What you need to know
- WinUI 3.0 is now available in alpha preview.
- This version of WinUI tears down developer barriers, giving all dves access to native features and controls.
- More previews are expected in 2020 for Windows 10 desktop and Windows 10X.
At its Ignite 2019 conference today, Microsoft announced that the next version of its Windows UI library, WinUI 3.0, has entered the alpha preview stage.
This updated version of WinUI is meant to operate as a full UI stack for every Windows developer. With it, developers will get access to the same native controls and features in the UWP XAML framework for any Windows app. That includes Win32 apps, covering even .NET Core developers who work in native C++.
The result of all of this is that Windows 10's native UI controls and features will be separated from the UWP SDK and expanded to all developers. Every app will now just be a "Windows app," without requiring developers to repackage their apps for UWP to gain access to these controls and features.
Developers who want to get an early look at this full-stack UI solution can now give it a try. In 2020, Microsoft says that more previews for Windows 10 desktop and Windows 10X, the OS that will power Surface Neo and other dual-screen devices, will become available.

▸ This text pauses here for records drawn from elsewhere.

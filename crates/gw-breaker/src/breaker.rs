//! Circuit breaker (L6): classical closed/open/half-open per provider.
//! State is read/written through L3; on a write failure the in-process
//! map stays authoritative (spec.md §4.6).

use std::collections::HashMap;
use std::sync::Arc;

use gw_limits::RedisFacade;
use time::OffsetDateTime;
use tokio::sync::RwLock;

use crate::state::{CircuitBreakerConfig, CircuitState, ProviderState};

pub type ProviderId = i64;

fn state_key(provider_id: ProviderId) -> String {
    format!("circuit_breaker:state:{provider_id}")
}

const STATE_TTL_SECONDS: u64 = 86_400;

pub struct CircuitBreaker {
    configs: HashMap<ProviderId, CircuitBreakerConfig>,
    states: RwLock<HashMap<ProviderId, ProviderState>>,
    redis: Arc<dyn RedisFacade>,
}

impl CircuitBreaker {
    pub fn new(configs: HashMap<ProviderId, CircuitBreakerConfig>, redis: Arc<dyn RedisFacade>) -> Self {
        CircuitBreaker {
            configs,
            states: RwLock::new(HashMap::new()),
            redis,
        }
    }

    fn config_for(&self, provider_id: ProviderId) -> CircuitBreakerConfig {
        self.configs.get(&provider_id).copied().unwrap_or_default()
    }

    /// Best-effort bulk preload at startup: reads every known provider's
    /// persisted state, defaulting silently to `closed` on a miss or a
    /// Redis failure.
    pub async fn preload(&self) {
        let provider_ids: Vec<ProviderId> = self.configs.keys().copied().collect();
        let mut states = self.states.write().await;
        for provider_id in provider_ids {
            let fields = self.redis.hgetall(&state_key(provider_id)).await;
            let state = ProviderState::from_hash_fields(&fields).unwrap_or_default();
            states.insert(provider_id, state);
        }
    }

    async fn persist(&self, provider_id: ProviderId, state: &ProviderState) {
        self.redis
            .hset(&state_key(provider_id), &state.to_hash_fields(), STATE_TTL_SECONDS)
            .await;
    }

    /// `true` when `provider_id` may be selected. A provider whose open
    /// window has elapsed is allowed through as a probe and transitions
    /// to `half_open` as a side effect.
    pub async fn is_allowed(&self, provider_id: ProviderId) -> bool {
        let now = OffsetDateTime::now_utc();
        let mut states = self.states.write().await;
        let state = states.entry(provider_id).or_default();
        match state.circuit_state {
            CircuitState::Closed | CircuitState::HalfOpen => true,
            CircuitState::Open => {
                let open_until = state.circuit_open_until.unwrap_or(now);
                if now >= open_until {
                    state.circuit_state = CircuitState::HalfOpen;
                    state.half_open_success_count = 0;
                    self.persist(provider_id, state).await;
                    true
                } else {
                    false
                }
            }
        }
    }

    pub async fn on_success(&self, provider_id: ProviderId) {
        let config = self.config_for(provider_id);
        let mut states = self.states.write().await;
        let state = states.entry(provider_id).or_default();
        match state.circuit_state {
            CircuitState::Closed => {
                state.failure_count = 0;
            }
            CircuitState::HalfOpen => {
                state.half_open_success_count += 1;
                if state.half_open_success_count >= config.half_open_success_threshold {
                    state.circuit_state = CircuitState::Closed;
                    state.failure_count = 0;
                    state.half_open_success_count = 0;
                    state.circuit_open_until = None;
                }
            }
            CircuitState::Open => {}
        }
        self.persist(provider_id, state).await;
    }

    pub async fn on_failure(&self, provider_id: ProviderId) {
        let config = self.config_for(provider_id);
        let now = OffsetDateTime::now_utc();
        let mut states = self.states.write().await;
        let state = states.entry(provider_id).or_default();
        state.failure_count += 1;
        state.last_failure_time = Some(now);
        match state.circuit_state {
            CircuitState::Closed => {
                if state.failure_count >= config.failure_threshold {
                    state.circuit_state = CircuitState::Open;
                    state.circuit_open_until = Some(now + config.open_duration);
                    state.half_open_success_count = 0;
                }
            }
            CircuitState::HalfOpen => {
                state.circuit_state = CircuitState::Open;
                state.circuit_open_until = Some(now + config.open_duration);
                state.half_open_success_count = 0;
            }
            CircuitState::Open => {
                state.circuit_open_until = Some(now + config.open_duration);
            }
        }
        self.persist(provider_id, state).await;
    }
}

#[cfg(test)]
mod tests {
    use super::*;
    use gw_limits::InProcessRedisFacade;

    fn breaker(threshold: u32) -> CircuitBreaker {
        let mut configs = HashMap::new();
        configs.insert(
            1,
            CircuitBreakerConfig {
                failure_threshold: threshold,
                open_duration: time::Duration::minutes(30),
                half_open_success_threshold: 2,
            },
        );
        CircuitBreaker::new(configs, Arc::new(InProcessRedisFacade::default()))
    }

    #[tokio::test]
    async fn opens_after_threshold_failures() {
        let breaker = breaker(3);
        assert!(breaker.is_allowed(1).await);
        breaker.on_failure(1).await;
        breaker.on_failure(1).await;
        assert!(breaker.is_allowed(1).await);
        breaker.on_failure(1).await;
        assert!(!breaker.is_allowed(1).await);
    }

    #[tokio::test]
    async fn success_resets_failure_count_while_closed() {
        let breaker = breaker(3);
        breaker.on_failure(1).await;
        breaker.on_failure(1).await;
        breaker.on_success(1).await;
        breaker.on_failure(1).await;
        breaker.on_failure(1).await;
        assert!(breaker.is_allowed(1).await);
    }

    #[tokio::test]
    async fn half_open_failure_reopens_the_circuit() {
        let breaker = breaker(1);
        breaker.on_failure(1).await;
        assert!(!breaker.is_allowed(1).await);

        {
            let mut states = breaker.states.write().await;
            let state = states.get_mut(&1).unwrap();
            state.circuit_open_until = Some(OffsetDateTime::now_utc() - time::Duration::seconds(1));
        }
        assert!(breaker.is_allowed(1).await);

        breaker.on_failure(1).await;
        assert!(!breaker.is_allowed(1).await);
    }

    #[tokio::test]
    async fn half_open_success_threshold_closes_the_circuit() {
        let breaker = breaker(1);
        breaker.on_failure(1).await;
        {
            let mut states = breaker.states.write().await;
            let state = states.get_mut(&1).unwrap();
            state.circuit_open_until = Some(OffsetDateTime::now_utc() - time::Duration::seconds(1));
        }
        assert!(breaker.is_allowed(1).await);
        breaker.on_success(1).await;
        breaker.on_success(1).await;
        let states = breaker.states.read().await;
        assert_eq!(states.get(&1).unwrap().circuit_state, CircuitState::Closed);
    }
}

Dan Thorp-Lancaster is the Editor in Chief for Windows Central. He began working with Windows Central as a news writer in 2014 and is obsessed with tech of all sorts. You can follow Dan on Twitter @DthorpL and Instagram @heyitsdtl. Got a hot tip? Send it to email@example.com.
Except the reason uwp lagged and never caught on enough to replace win32 is that nobody likes the uwp controls... they all look too primitive and childish... like the uwp GUI components were written by amateurs..
Speak for yourself, I like the modern UWP controls and no, the UI design isn't why it never caught on. Keep in mind that the "childish" Metro controls that a lot of UWP apps still use are not UWP controls, don't confuse them together, there are not that many apps using UWP controls completely. Microsoft To Do is the latest one that is doing UWP as it intends to be used. UWP failed to caught on as a whole because Microsoft was too late to evolve it to be useful for the devs. No multi-window support, no cross app process support, etc, confusing sandboxing rules with Microsoft Store requirements for the first few years. The desktop bridge should've been done first, no 3-4 years later and same for Win32 support. By forcing a lot of rules like UWP only in MS Store and releasing SDK that was severely limited, UWP turned into a flop. For UWP controls, they are decent and modern enough that they're worth using if done properly.
UWP failed because Microsoft ceased development of Windows 10 Mobile. Without W10M UWP was/is doomed.
It makes it harder without mobile but it's certainly not "doomed"
Definitely not true. I would argue that the sole reason it didn't work out is that developers couldn't easily package and use the native controls from UWP in Win32 apps and it had to go through the store.
UWP apps look better and more modern than the their predecessors from an objective design evolution perspective (that is, they represent the general direction design is taking on other platforms). Apple and others have even copied much of this style. UWP's lack of adoption is not for aesthetic reasons. It's based on developer inertia ("I'll just use what I've used in the past") constraints and requirements tying UWP to the Store, but not providing a full enough feature set to allow all apps to use them (even if the developer would have been happy to publish to the MS Store).
UWP controls are not childish. They are boring.
When Windows 10 was released back in 2015, the API surface available to UWP apps paled in comparison to the, by then, well developed and mature APIs available to Win32 apps. Many software developers that would've been interested in porting or creating apps for UWP were unable to do so because what their software needed to do just wasn't possible at the time. This made it a simple choice of sticking with their "legacy" Win32 applications that were already working just fine with "old" APIs. From a technical point of view, you can see this to some extent in the evolution of the .Net Standard APIs. Version 1.0 was quite basic, .Net Standard was still compatible with Windows 8.1 up to version 1.2. It wasn't until .Net Standard 2.0 that the API surface was significantly augmented and actually became useful for most projects. If Microsoft had done a better job of, before Windows 10 came out, determining what the most popular applications would need from an API to have better informed the development of the initial UWP API, and made it possible to piecemeal convert existing "legacy" applications over to UWP at a pace that worked for the developers rather than trying to force complete "ground up" re-writes then I think UWP would have stood a better chance of being accepted from the start. Unfortunately, that isn't what happened.